I don’t know what Joey is thinking about before that lightning bolt hits him. I know he is in the dugout of a baseball diamond across the street, and the six-pack tells me he is resigned to spending the rest of the evening sitting in the field, watching the dog run around aimlessly. All his friends are in college now: mostly local schools, commuter situations, but maybe tonight nobody can be bothered to hang. We’ll find out later that Sierra, the girl he had been seeing, had to work late at the Verizon store. Maybe he actually for once looks deep inside himself and sees how far he has to go before he is a full human being, how much existing he has to do, and maybe that fills him with joy. He has never been to a foreign country or even the East Coast, never lived with a partner, never read The Sound and the Fury, never worked. Never had a conversation in a foreign language, never felt his bones settle into the couch of a home he’s paid for, or had a partner say, “How was your day?” and kiss him on the mouth and adjust his shirt.

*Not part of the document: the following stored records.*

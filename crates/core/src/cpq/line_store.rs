use chrono::{DateTime, Utc};
use rust_decimal::Decimal;
use serde::{Deserialize, Serialize};
use tracing::{debug, warn};

use crate::domain::line_item::{line_total, EditOutcome, LineItem, LineItemId, ManualAdjustment};

#[derive(Clone, Copy, Debug, PartialEq, Eq, Serialize, Deserialize)]
#[serde(rename_all = "snake_case")]
pub enum EditedField {
    Quantity,
    UnitPrice,
    Total,
}

#[derive(Clone, Debug, PartialEq, Eq, Serialize, Deserialize)]
pub struct LineEdit {
    pub line_id: LineItemId,
    pub field: EditedField,
    pub previous_total: Decimal,
    pub new_total: Decimal,
    pub at: DateTime<Utc>,
}

/// Line items of one drafting session, in insertion order.
///
/// Each edit method treats the field it is named after as the source of truth
/// and derives exactly one other field from it:
/// quantity and unit price edits derive the total, a total edit derives the
/// unit price with quantity as the anchor.
#[derive(Clone, Debug, Default)]
pub struct LineItemStore {
    items: Vec<LineItem>,
    journal: Vec<LineEdit>,
}

impl LineItemStore {
    pub fn new() -> Self {
        Self::default()
    }

    pub fn add(&mut self, mut item: LineItem) -> LineItemId {
        item.id = LineItemId::generate();
        let id = item.id.clone();
        debug!(
            event_name = "pricing.store.line_added",
            line_id = %id,
            origin = ?item.origin,
            total_price = %item.total_price,
            "line item added"
        );
        self.items.push(item);
        id
    }

    pub fn extend(&mut self, items: impl IntoIterator<Item = LineItem>) -> Vec<LineItemId> {
        items.into_iter().map(|item| self.add(item)).collect()
    }

    pub fn remove(&mut self, id: &LineItemId) -> Option<LineItem> {
        let position = self.items.iter().position(|item| &item.id == id)?;
        debug!(event_name = "pricing.store.line_removed", line_id = %id, "line item removed");
        Some(self.items.remove(position))
    }

    pub fn update_quantity(&mut self, id: &LineItemId, quantity: i64) -> EditOutcome {
        let Some(item) = self.items.iter_mut().find(|item| &item.id == id) else {
            return EditOutcome::Missing;
        };
        if !item.editable {
            warn!(
                event_name = "pricing.store.edit_locked",
                line_id = %id,
                field = "quantity",
                "quantity of a system-derived line cannot be edited"
            );
            return EditOutcome::Locked;
        }

        let previous_total = item.total_price;
        let Ok(quantity) = u32::try_from(quantity.max(1)) else {
            return rejected(id, EditedField::Quantity);
        };
        let Some(total_price) = line_total(quantity, item.unit_price) else {
            return rejected(id, EditedField::Quantity);
        };
        item.quantity = quantity;
        item.total_price = total_price;

        let new_total = item.total_price;
        self.record(id, EditedField::Quantity, previous_total, new_total);
        EditOutcome::Applied
    }

    pub fn update_unit_price(&mut self, id: &LineItemId, unit_price: Decimal) -> EditOutcome {
        let Some(item) = self.items.iter_mut().find(|item| &item.id == id) else {
            return EditOutcome::Missing;
        };

        let previous_total = item.total_price;
        let unit_price = unit_price.max(Decimal::ZERO);
        let Some(total_price) = line_total(item.quantity, unit_price) else {
            return rejected(id, EditedField::UnitPrice);
        };
        mark_adjusted(item);
        item.unit_price = unit_price;
        item.total_price = total_price;

        let new_total = item.total_price;
        self.record(id, EditedField::UnitPrice, previous_total, new_total);
        EditOutcome::Applied
    }

    pub fn update_total(&mut self, id: &LineItemId, amount: Decimal) -> EditOutcome {
        let Some(item) = self.items.iter_mut().find(|item| &item.id == id) else {
            return EditOutcome::Missing;
        };

        let previous_total = item.total_price;
        let amount = amount.max(Decimal::ZERO);
        mark_adjusted(item);
        item.total_price = amount;
        if item.quantity > 0 {
            item.unit_price = amount / Decimal::from(item.quantity);
        }

        self.record(id, EditedField::Total, previous_total, amount);
        EditOutcome::Applied
    }

    pub fn get(&self, id: &LineItemId) -> Option<&LineItem> {
        self.items.iter().find(|item| &item.id == id)
    }

    pub fn id_at(&self, position: usize) -> Option<&LineItemId> {
        self.items.get(position).map(|item| &item.id)
    }

    pub fn items(&self) -> &[LineItem] {
        &self.items
    }

    pub fn into_items(self) -> Vec<LineItem> {
        self.items
    }

    pub fn journal(&self) -> &[LineEdit] {
        &self.journal
    }

    pub fn len(&self) -> usize {
        self.items.len()
    }

    pub fn is_empty(&self) -> bool {
        self.items.is_empty()
    }

    /// `None` when the sum leaves the `Decimal` range.
    pub fn sub_total(&self) -> Option<Decimal> {
        self.items.iter().try_fold(Decimal::ZERO, |sum, item| sum.checked_add(item.total_price))
    }

    fn record(
        &mut self,
        id: &LineItemId,
        field: EditedField,
        previous_total: Decimal,
        new_total: Decimal,
    ) {
        debug!(
            event_name = "pricing.store.line_edited",
            line_id = %id,
            field = ?field,
            previous_total = %previous_total,
            new_total = %new_total,
            "line item edited"
        );
        self.journal.push(LineEdit {
            line_id: id.clone(),
            field,
            previous_total,
            new_total,
            at: Utc::now(),
        });
    }
}

fn rejected(id: &LineItemId, field: EditedField) -> EditOutcome {
    warn!(
        event_name = "pricing.store.edit_rejected",
        line_id = %id,
        field = ?field,
        "edit would push the line total outside the supported range"
    );
    EditOutcome::Rejected
}

// System-derived lines keep their computed total next to the override.
fn mark_adjusted(item: &mut LineItem) {
    if item.editable || item.adjustment.is_some() {
        return;
    }
    item.adjustment =
        Some(ManualAdjustment { computed_total: item.total_price, adjusted_at: Utc::now() });
}

#[cfg(test)]
mod tests {
    use rust_decimal::Decimal;
    use rust_decimal_macros::dec;

    use super::{EditedField, LineItemStore};
    use crate::domain::line_item::{EditOutcome, LineItem, LineItemId};

    fn store_with_goods() -> (LineItemStore, LineItemId) {
        let mut store = LineItemStore::new();
        let id = store.add(LineItem::goods("Mop", "3 x 47.00", 3, dec!(47), None).expect("line"));
        (store, id)
    }

    #[test]
    fn add_assigns_fresh_unique_ids_in_insertion_order() {
        let mut store = LineItemStore::new();
        let first = store.add(LineItem::custom("Key pickup", 1, dec!(15)).expect("line"));
        let second = store.add(LineItem::custom("Key pickup", 1, dec!(15)).expect("line"));

        assert_ne!(first, second);
        assert!(!first.is_pending());
        assert_eq!(store.id_at(0), Some(&first));
        assert_eq!(store.id_at(1), Some(&second));
    }

    #[test]
    fn quantity_edit_clamps_to_one_and_derives_total() {
        let (mut store, id) = store_with_goods();

        assert_eq!(store.update_quantity(&id, 5), EditOutcome::Applied);
        assert_eq!(store.get(&id).map(|line| line.total_price), Some(dec!(235)));

        assert_eq!(store.update_quantity(&id, -4), EditOutcome::Applied);
        let line = store.get(&id).expect("line");
        assert_eq!(line.quantity, 1);
        assert_eq!(line.total_price, dec!(47));
        assert!(line.is_consistent());
    }

    #[test]
    fn unit_price_edit_clamps_to_zero_and_derives_total() {
        let (mut store, id) = store_with_goods();

        store.update_unit_price(&id, dec!(50.5));
        assert_eq!(store.get(&id).map(|line| line.total_price), Some(dec!(151.5)));

        store.update_unit_price(&id, dec!(-10));
        let line = store.get(&id).expect("line");
        assert_eq!(line.unit_price, Decimal::ZERO);
        assert_eq!(line.total_price, Decimal::ZERO);
    }

    #[test]
    fn total_edit_back_derives_unit_price_anchored_on_quantity() {
        let mut store = LineItemStore::new();
        let id = store.add(LineItem::custom("Carpet shampoo", 4, dec!(30)).expect("line"));

        assert_eq!(store.update_total(&id, dec!(100)), EditOutcome::Applied);
        let line = store.get(&id).expect("line");
        assert_eq!(line.quantity, 4);
        assert_eq!(line.total_price, dec!(100));
        assert_eq!(line.unit_price, dec!(25));

        store.update_total(&id, dec!(-1));
        assert_eq!(store.get(&id).map(|line| line.total_price), Some(Decimal::ZERO));
    }

    #[test]
    fn service_lines_lock_quantity_but_track_price_overrides() {
        let mut store = LineItemStore::new();
        let id = store.add(LineItem::service("Standard cleaning - 50 m²", "", dec!(800)));

        assert_eq!(store.update_quantity(&id, 3), EditOutcome::Locked);
        assert_eq!(store.get(&id).map(|line| line.quantity), Some(1));

        assert_eq!(store.update_total(&id, dec!(750)), EditOutcome::Applied);
        assert_eq!(store.update_unit_price(&id, dec!(700)), EditOutcome::Applied);

        let line = store.get(&id).expect("line");
        assert_eq!(line.total_price, dec!(700));
        assert_eq!(
            line.adjustment.as_ref().map(|adjustment| adjustment.computed_total),
            Some(dec!(800))
        );
    }

    #[test]
    fn edits_on_missing_ids_are_reported_and_remove_is_a_noop() {
        let (mut store, _) = store_with_goods();
        let ghost = LineItemId("ghost".to_string());

        assert_eq!(store.update_quantity(&ghost, 2), EditOutcome::Missing);
        assert_eq!(store.update_unit_price(&ghost, dec!(2)), EditOutcome::Missing);
        assert_eq!(store.update_total(&ghost, dec!(2)), EditOutcome::Missing);
        assert!(store.remove(&ghost).is_none());
        assert_eq!(store.len(), 1);
    }

    #[test]
    fn sub_total_tracks_current_totals_independent_of_edit_order() {
        let mut forward = LineItemStore::new();
        let a = forward.add(LineItem::custom("A", 2, dec!(10)).expect("line"));
        let b = forward.add(LineItem::custom("B", 1, dec!(99)).expect("line"));
        forward.update_quantity(&a, 3);
        forward.update_total(&b, dec!(40));

        let mut backward = LineItemStore::new();
        let a = backward.add(LineItem::custom("A", 2, dec!(10)).expect("line"));
        let b = backward.add(LineItem::custom("B", 1, dec!(99)).expect("line"));
        backward.update_total(&b, dec!(40));
        backward.update_quantity(&a, 3);

        assert_eq!(forward.sub_total(), Some(dec!(70)));
        assert_eq!(backward.sub_total(), Some(dec!(70)));

        let first = forward.id_at(0).cloned().expect("first line");
        forward.remove(&first);
        assert_eq!(forward.sub_total(), Some(dec!(40)));
    }

    #[test]
    fn overflowing_edits_are_rejected_and_leave_the_line_untouched() {
        let (mut store, id) = store_with_goods();

        assert_eq!(store.update_unit_price(&id, Decimal::MAX), EditOutcome::Rejected);
        assert_eq!(store.update_quantity(&id, i64::MAX), EditOutcome::Rejected);

        let line = store.get(&id).expect("line");
        assert_eq!(line.quantity, 3);
        assert_eq!(line.unit_price, dec!(47));
        assert_eq!(line.total_price, dec!(141));
        assert!(store.journal().is_empty());

        let mut bulk = LineItemStore::new();
        let big = bulk.add(LineItem::custom("Bulk", 1, Decimal::MAX).expect("line"));
        assert_eq!(bulk.update_quantity(&big, 2), EditOutcome::Rejected);
        bulk.add(LineItem::custom("More", 1, Decimal::MAX).expect("line"));
        assert_eq!(bulk.sub_total(), None);
    }

    #[test]
    fn journal_records_each_applied_edit() {
        let (mut store, id) = store_with_goods();
        store.update_quantity(&id, 2);
        store.update_total(&id, dec!(80));

        let fields = store.journal().iter().map(|edit| edit.field).collect::<Vec<_>>();
        assert_eq!(fields, vec![EditedField::Quantity, EditedField::Total]);
        assert_eq!(store.journal()[0].previous_total, dec!(141));
        assert_eq!(store.journal()[1].new_total, dec!(80));
    }
}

Or maybe he feels dread. He has never been robbed before, or kidnapped in a gypsy cab and driven around winding mountains, pissing himself, terrified, praying, until the driver finally decides to let him go for whatever reason. He’s never had a long-term relationship end, never had to readjust from sleeping next to the same radiating body night after night, never even been stood up. He’s never gotten fat, never had his body fail him even the least bit, never been embarrassed because of his appearance. He’s never had to read The Sound and the Fury. He’s never had to get up at six in the morning to go to a job where it was completely unambiguous that everyone fucking hated him, and that they knew he hated them too, and they didn’t even try to hide their disdain for him, and so Joey never left every day feeling defeated and lost.

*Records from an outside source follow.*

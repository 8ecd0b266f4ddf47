use std::env;
use std::fs;
use std::path::Path;

use cleanquote_core::config::{resolve_config_path, AppConfig, LoadOptions};
use toml::Value;

pub fn run(options: &LoadOptions) -> String {
    let config = match AppConfig::load(options.clone()) {
        Ok(config) => config,
        Err(error) => return format!("config validation failed: {error}"),
    };

    let config_file_path = resolve_config_path(options.config_path.as_deref());
    let config_file_doc = load_config_file_doc(config_file_path.as_deref());
    let source = |key_path: &str, env_keys: &[&str]| {
        field_source(key_path, env_keys, config_file_doc.as_ref(), config_file_path.as_deref())
    };
    let overridden = |flag: &str, set: bool| set.then(|| format!("override (--{flag})"));
    let overrides = &options.overrides;

    let mut lines =
        vec!["effective config (source precedence: flag > env > file > default):".to_string()];

    lines.push(render_line(
        "pricing.currency",
        &config.pricing.currency,
        overridden("currency", overrides.currency.is_some())
            .unwrap_or_else(|| source("pricing.currency", &["CLEANQUOTE_CURRENCY"])),
    ));
    lines.push(render_line(
        "pricing.tax_rate",
        &config.pricing.tax_rate.normalize().to_string(),
        overridden("tax-rate", overrides.tax_rate.is_some())
            .unwrap_or_else(|| source("pricing.tax_rate", &["CLEANQUOTE_TAX_RATE"])),
    ));
    lines.push(render_line(
        "pricing.minimum_charge",
        &config.pricing.minimum_charge.normalize().to_string(),
        overridden("minimum-charge", overrides.minimum_charge.is_some())
            .unwrap_or_else(|| source("pricing.minimum_charge", &["CLEANQUOTE_MINIMUM_CHARGE"])),
    ));
    lines.push(render_line(
        "pricing.rounding_step",
        &config.pricing.rounding_step.normalize().to_string(),
        overridden("rounding-step", overrides.rounding_step.is_some())
            .unwrap_or_else(|| source("pricing.rounding_step", &["CLEANQUOTE_ROUNDING_STEP"])),
    ));

    let categories: Vec<&str> = config.rates.categories().map(|(key, _)| key).collect();
    lines.push(render_line("rates", &categories.join(", "), source("rates", &[])));

    let coefficients = &config.coefficients;
    let factor_lines = [
        ("coefficients.distance_threshold_km", coefficients.distance_threshold_km),
        ("coefficients.distance_factor", coefficients.distance_factor),
        ("coefficients.access.ground", coefficients.access.ground),
        ("coefficients.access.elevator", coefficients.access.elevator),
        ("coefficients.access.no_elevator", coefficients.access.no_elevator),
        ("coefficients.urgency.standard", coefficients.urgency.standard),
        ("coefficients.urgency.urgent", coefficients.urgency.urgent),
        ("coefficients.urgency.immediate", coefficients.urgency.immediate),
        ("coefficients.difficulty.standard", coefficients.difficulty.standard),
        ("coefficients.difficulty.difficult", coefficients.difficulty.difficult),
        ("coefficients.difficulty.extreme", coefficients.difficulty.extreme),
    ];
    for (key, value) in factor_lines {
        lines.push(render_line(key, &value.normalize().to_string(), source(key, &[])));
    }

    lines.push(render_line(
        "logging.level",
        &config.logging.level,
        overridden("log-level", overrides.log_level.is_some()).unwrap_or_else(|| {
            source("logging.level", &["CLEANQUOTE_LOGGING_LEVEL", "CLEANQUOTE_LOG_LEVEL"])
        }),
    ));
    lines.push(render_line(
        "logging.format",
        &format!("{:?}", config.logging.format),
        source("logging.format", &["CLEANQUOTE_LOGGING_FORMAT", "CLEANQUOTE_LOG_FORMAT"]),
    ));

    lines.join("\n")
}

fn load_config_file_doc(path: Option<&Path>) -> Option<Value> {
    let path = path?;
    let raw = fs::read_to_string(path).ok()?;
    raw.parse::<Value>().ok()
}

fn field_source(
    key_path: &str,
    env_keys: &[&str],
    config_file_doc: Option<&Value>,
    config_file_path: Option<&Path>,
) -> String {
    for env_key in env_keys {
        if env::var(env_key).is_ok_and(|value| !value.trim().is_empty()) {
            return format!("env ({env_key})");
        }
    }

    if let Some(doc) = config_file_doc {
        if contains_path(doc, key_path) {
            let file_path = config_file_path
                .map(|path| path.display().to_string())
                .unwrap_or_else(|| "config file".to_string());
            return format!("file ({file_path})");
        }
    }

    "default".to_string()
}

fn contains_path(root: &Value, key_path: &str) -> bool {
    let mut current = root;
    for key in key_path.split('.') {
        let Some(next) = current.get(key) else {
            return false;
        };
        current = next;
    }
    true
}

fn render_line(key: &str, value: &str, source: String) -> String {
    format!("- {key} = {value} (source: {source})")
}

All I know is he drank out of glass bottles, and that the dog’s leash, whether or not it was even in his hand at that moment, was made of 100% cruelty-free cotton, and his little cross necklace was made of faux-gilded plastic; he won it in a game on the Santa Cruz boardwalk.

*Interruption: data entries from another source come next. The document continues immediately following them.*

use rust_decimal::Decimal;
use serde::{Deserialize, Serialize};
use uuid::Uuid;

use crate::domain::line_item::{EditOutcome, LineItem};

#[derive(Clone, Debug, PartialEq, Eq, Hash, Serialize, Deserialize)]
pub struct QuoteId(pub String);

impl QuoteId {
    pub fn generate() -> Self {
        Self(format!("Q-{}", Uuid::new_v4().simple()))
    }
}

#[derive(Clone, Debug, PartialEq, Eq, Serialize, Deserialize)]
pub struct PricingTraceStep {
    pub stage: String,
    pub detail: String,
    pub amount: Decimal,
}

/// Derived totals; recomputed from the line items every time, never edited.
#[derive(Clone, Debug, PartialEq, Eq, Serialize, Deserialize)]
pub struct QuoteTotals {
    pub sub_total: Decimal,
    pub tax: Decimal,
    pub total_with_tax: Decimal,
    pub floored_total: Decimal,
    pub minimum_applied: bool,
    pub final_price: Decimal,
    pub trace: Vec<PricingTraceStep>,
}

#[derive(Clone, Copy, Debug, PartialEq, Eq, Serialize, Deserialize)]
#[serde(rename_all = "snake_case")]
pub enum RequestSection {
    Services,
    Goods,
    Custom,
}

/// An incomplete draft row excluded from pricing.
#[derive(Clone, Debug, PartialEq, Eq, Serialize, Deserialize)]
pub struct SkippedRow {
    pub section: RequestSection,
    pub index: usize,
    pub code: String,
    pub message: String,
}

#[derive(Clone, Debug, PartialEq, Eq, Serialize, Deserialize)]
pub struct PricedQuote {
    pub quote_id: QuoteId,
    pub currency: String,
    pub lines: Vec<LineItem>,
    pub totals: QuoteTotals,
    pub skipped_rows: Vec<SkippedRow>,
    pub edit_outcomes: Vec<EditOutcome>,
}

Nonetheless, a bright white finger slices through him in that instant, and his whole left side is burned up, and he bleeds from his mouth and smokes rises off him. The owner of Paradise sees this and does nothing; a neighbor hears Lovecraft howling and calls animal control, and an hour later the guy from animal control, bald with a goatee, stoned to kingdom come, pulls up in a van, gasps, begins hyperventilating, mutters to himself for several minutes straight, then calls 9-1-1. Joey wheezes as they pile him into the ambulance. That’s not the start of all the shit that happens, but it’s what brings the past back into the present.